November 01, 2007

Magic

Mime is a bit of a dirty word, sullied in everyone's mind by hapless bodystockinged ponces mapping the geography of nonexistent glass boxes. Chaplin scion James Thiérée's art is, in large part, mime. Also nudging up there on the undesirability scale, clowning, which brings to mind the frightful spectres of Poltergeist and Child's Play and It. Fortunately we can clothe these misdemeanours in the more fashionable garments of circus and dance and physical theatre and just about get away with it.

on the ropes

Thiérrée's latest show, Au revoir parapluie, ticks all those boxes and is pretty magical to boot.

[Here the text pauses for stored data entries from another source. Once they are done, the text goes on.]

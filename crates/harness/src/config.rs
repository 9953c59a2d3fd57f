//! Configuration system for the simulation harness.
//!
//! This module defines all configuration structures used to parameterize a
//! simulation session. It provides:
//! 1. **Defaults:** Baseline memory geometry, latency, and stall threshold.
//! 2. **Structures:** Hierarchical config for general run control, memory, tracing,
//!    and ISA extensions.
//! 3. **Validation:** Rejection of geometries the memory model cannot represent.
//!
//! Configuration is supplied as JSON (`Config::from_json`, `Config::from_file`) or
//! built from `Config::default()` and adjusted in code.

use std::fs;
use std::path::{Path, PathBuf};

use serde::Deserialize;

use crate::common::constants::{BYTE_BITS, MAX_MEMORY_SIZE};
use crate::common::{HarnessError, Result};
use crate::mem::image::region_fits;

/// Default configuration constants for the harness.
///
/// These values describe the memory system the harness models when a
/// configuration file does not override them.
mod defaults {
    /// Size of the backing store (16 MiB).
    ///
    /// The store is lazily mapped, so large sizes cost nothing until touched.
    pub const MEMORY_SIZE: usize = 16 * 1024 * 1024;

    /// Round-trip read latency in cycles.
    ///
    /// A read accepted in cycle `t` is delivered in cycle `t + LATENCY`.
    pub const LATENCY: u32 = 1;

    /// Instruction fetch interface width in bits.
    pub const INSTR_WIDTH: u32 = 32;

    /// Data interface width in bits.
    pub const DATA_WIDTH: u32 = 32;

    /// Number of cycles the fetch PC may stay unchanged before a stall is declared.
    pub const STALL_CYCLES: u64 = 1000;

    /// Vector register width in bits (VLEN).
    pub const VREG_WIDTH: u32 = 128;
}

/// Root configuration for a simulation session.
///
/// Every section may be omitted from JSON, in which case its defaults apply.
///
/// # Example
///
/// ```
/// use vsim_harness::config::Config;
///
/// let json = r#"{
///     "memory": { "size": 65536, "latency": 3, "data_width": 64, "mmio_addr": 4096 },
///     "trace":  { "begin_cycles": 10, "end_cycles": 500 },
///     "extensions": { "vector": true, "vreg_width": 256 }
/// }"#;
///
/// let config = Config::from_json(json).unwrap();
/// assert_eq!(config.memory.latency, 3);
/// assert_eq!(config.memory.instr_width, 32);
/// assert_eq!(config.memory.mmio_addr, Some(0x1000));
/// assert!(config.extensions.vector);
/// assert!(!config.extensions.float);
/// ```
#[derive(Debug, Clone, Default, Deserialize)]
pub struct Config {
    /// Run control: stall detection and termination.
    #[serde(default)]
    pub general: GeneralConfig,
    /// Memory geometry, latency, program image, and dump region.
    #[serde(default)]
    pub memory: MemoryConfig,
    /// Trace window and log destinations.
    #[serde(default)]
    pub trace: TraceConfig,
    /// Register-file extensions present in the generated model.
    #[serde(default)]
    pub extensions: ExtensionConfig,
}

impl Config {
    /// Parses and validates a JSON configuration string.
    ///
    /// # Errors
    ///
    /// Returns [`HarnessError::ConfigParse`] for malformed JSON and the errors of
    /// [`Config::validate`].
    pub fn from_json(json: &str) -> Result<Self> {
        let config: Config = serde_json::from_str(json)?;
        config.validate()?;
        Ok(config)
    }

    /// Reads, parses, and validates a JSON configuration file.
    ///
    /// # Errors
    ///
    /// Returns [`HarnessError::ConfigFile`] if the file cannot be read, otherwise
    /// the errors of [`Config::from_json`].
    pub fn from_file(path: impl AsRef<Path>) -> Result<Self> {
        let path = path.as_ref();
        let text = fs::read_to_string(path).map_err(|source| {
            tracing::error!(path = %path.display(), %source, "cannot read config file");
            HarnessError::ConfigFile {
                path: path.to_path_buf(),
                source,
            }
        })?;
        Self::from_json(&text)
    }

    /// Checks that the configuration describes a memory system the harness can model.
    ///
    /// # Errors
    ///
    /// Returns [`HarnessError::InvalidConfig`] for a zero latency, interface or vector
    /// widths that are zero or not a multiple of 8 bits, a memory size outside
    /// `1..=2^32`, or a dump region that does not fit in memory.
    pub fn validate(&self) -> Result<()> {
        let mem = &self.memory;
        if mem.latency == 0 {
            return Err(invalid("memory.latency must be at least 1 cycle"));
        }
        check_width("memory.instr_width", mem.instr_width)?;
        check_width("memory.data_width", mem.data_width)?;
        if mem.size == 0 || mem.size as u64 > MAX_MEMORY_SIZE {
            return Err(invalid(format!(
                "memory.size must be in 1..={MAX_MEMORY_SIZE}, got {}",
                mem.size
            )));
        }
        if let Some(dump) = &mem.dump
            && !region_fits(dump.start, dump.end, mem.size)
        {
            return Err(invalid(format!(
                "memory.dump region {:#x}..{:#x} does not fit in {} bytes",
                dump.start, dump.end, mem.size
            )));
        }
        if self.extensions.vector {
            check_width("extensions.vreg_width", self.extensions.vreg_width)?;
        }
        Ok(())
    }
}

fn invalid(msg: impl Into<String>) -> HarnessError {
    HarnessError::InvalidConfig(msg.into())
}

fn check_width(name: &str, bits: u32) -> Result<()> {
    if bits == 0 || bits % BYTE_BITS != 0 {
        return Err(invalid(format!(
            "{name} must be a non-zero multiple of 8 bits, got {bits}"
        )));
    }
    Ok(())
}

/// Run control settings.
#[derive(Debug, Clone, Deserialize)]
pub struct GeneralConfig {
    /// Cycles the fetch PC may stay unchanged before the run is declared stalled.
    #[serde(default = "GeneralConfig::default_stall_cycles")]
    pub stall_cycles: u64,

    /// Fetch PC that ends the run (e.g. the address of the exit loop).
    #[serde(default)]
    pub end_pc: Option<u32>,

    /// Upper bound on simulated cycles; `None` runs until stall or `end_pc`.
    #[serde(default)]
    pub max_cycles: Option<u64>,
}

impl GeneralConfig {
    fn default_stall_cycles() -> u64 {
        defaults::STALL_CYCLES
    }
}

impl Default for GeneralConfig {
    fn default() -> Self {
        Self {
            stall_cycles: defaults::STALL_CYCLES,
            end_pc: None,
            max_cycles: None,
        }
    }
}

/// Memory system configuration.
#[derive(Debug, Clone, Deserialize)]
pub struct MemoryConfig {
    /// Backing store size in bytes.
    #[serde(default = "MemoryConfig::default_size")]
    pub size: usize,

    /// Read round-trip latency in cycles (at least 1).
    #[serde(default = "MemoryConfig::default_latency")]
    pub latency: u32,

    /// Instruction interface width in bits.
    #[serde(default = "MemoryConfig::default_instr_width")]
    pub instr_width: u32,

    /// Data interface width in bits.
    #[serde(default = "MemoryConfig::default_data_width")]
    pub data_width: u32,

    /// Address whose writes are reported as device output.
    #[serde(default)]
    pub mmio_addr: Option<u32>,

    /// Hex program image loaded into memory before the run.
    #[serde(default)]
    pub program: Option<PathBuf>,

    /// Region written out as a hex dump when the session finishes.
    #[serde(default)]
    pub dump: Option<DumpConfig>,
}

impl MemoryConfig {
    fn default_size() -> usize {
        defaults::MEMORY_SIZE
    }

    fn default_latency() -> u32 {
        defaults::LATENCY
    }

    fn default_instr_width() -> u32 {
        defaults::INSTR_WIDTH
    }

    fn default_data_width() -> u32 {
        defaults::DATA_WIDTH
    }
}

impl Default for MemoryConfig {
    fn default() -> Self {
        Self {
            size: defaults::MEMORY_SIZE,
            latency: defaults::LATENCY,
            instr_width: defaults::INSTR_WIDTH,
            data_width: defaults::DATA_WIDTH,
            mmio_addr: None,
            program: None,
            dump: None,
        }
    }
}

/// Memory region dumped at the end of a session.
#[derive(Debug, Clone, PartialEq, Eq, Deserialize)]
pub struct DumpConfig {
    /// Output file.
    pub path: PathBuf,
    /// First byte address (inclusive).
    pub start: u32,
    /// Last byte address (exclusive).
    pub end: u32,
}

/// Trace window and log destinations.
#[derive(Debug, Clone, Default, Deserialize)]
pub struct TraceConfig {
    /// First cycle (inclusive) of the trace window.
    #[serde(default)]
    pub begin_cycles: u64,

    /// Cycle (exclusive) at which tracing stops; `0` traces the whole run.
    #[serde(default)]
    pub end_cycles: u64,

    /// Ask the model to dump its waveform for cycles inside the window.
    #[serde(default)]
    pub waveform: bool,

    /// Destination of the register commit log.
    #[serde(default)]
    pub commit_log: Option<PathBuf>,

    /// Destination of the writeback instruction trace.
    #[serde(default)]
    pub inst_trace: Option<PathBuf>,
}

/// Register-file extensions implemented by the generated model.
///
/// These select which commit emitters run; signals of absent extensions are never read.
#[derive(Debug, Clone, Deserialize)]
pub struct ExtensionConfig {
    /// Single-precision floating-point register file (F).
    #[serde(default)]
    pub float: bool,

    /// Vector register file (Zve32x).
    #[serde(default)]
    pub vector: bool,

    /// Vector register width in bits.
    #[serde(default = "ExtensionConfig::default_vreg_width")]
    pub vreg_width: u32,
}

impl ExtensionConfig {
    fn default_vreg_width() -> u32 {
        defaults::VREG_WIDTH
    }
}

impl Default for ExtensionConfig {
    fn default() -> Self {
        Self {
            float: false,
            vector: false,
            vreg_width: defaults::VREG_WIDTH,
        }
    }
}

Particularly worthy of mention is the aerial work: the often plodding discipline of corde lisse is used so brilliantly to extend the theatrical space into a whole new dimension that you'll forget every half-assed spanish web performance you've ever twiddled your thumbs through. And the (almost) opening image of twirling ropes is staggering in a way that it just has no business being. The show is uneven and to my mind a little overextended, but it's definitely worth seeing.
Posted by matt at November 1, 2007 02:13 AM

Comments

Hapless... bodystockinged... ponces.

Write it in the sky in gossamer teardrops*: Hapless. Bodystockinged. Ponces.

(*with respect to Patton Oswalt)

Posted by: robin at November 2, 2007 12:55 AM

[This is very strange. I have moved my blog-reading activity to NetNewsWire, and so I was trying to type this comment in NNW. And it worked, but the space bar didn't.]

Yes, that twirling ropey thing was wonderful. And some nice images. But far too long and patchy, with the result I ended up totally disengaged and tetchy, wondering what time it was.

All the good bits are in the first third or so, anyway.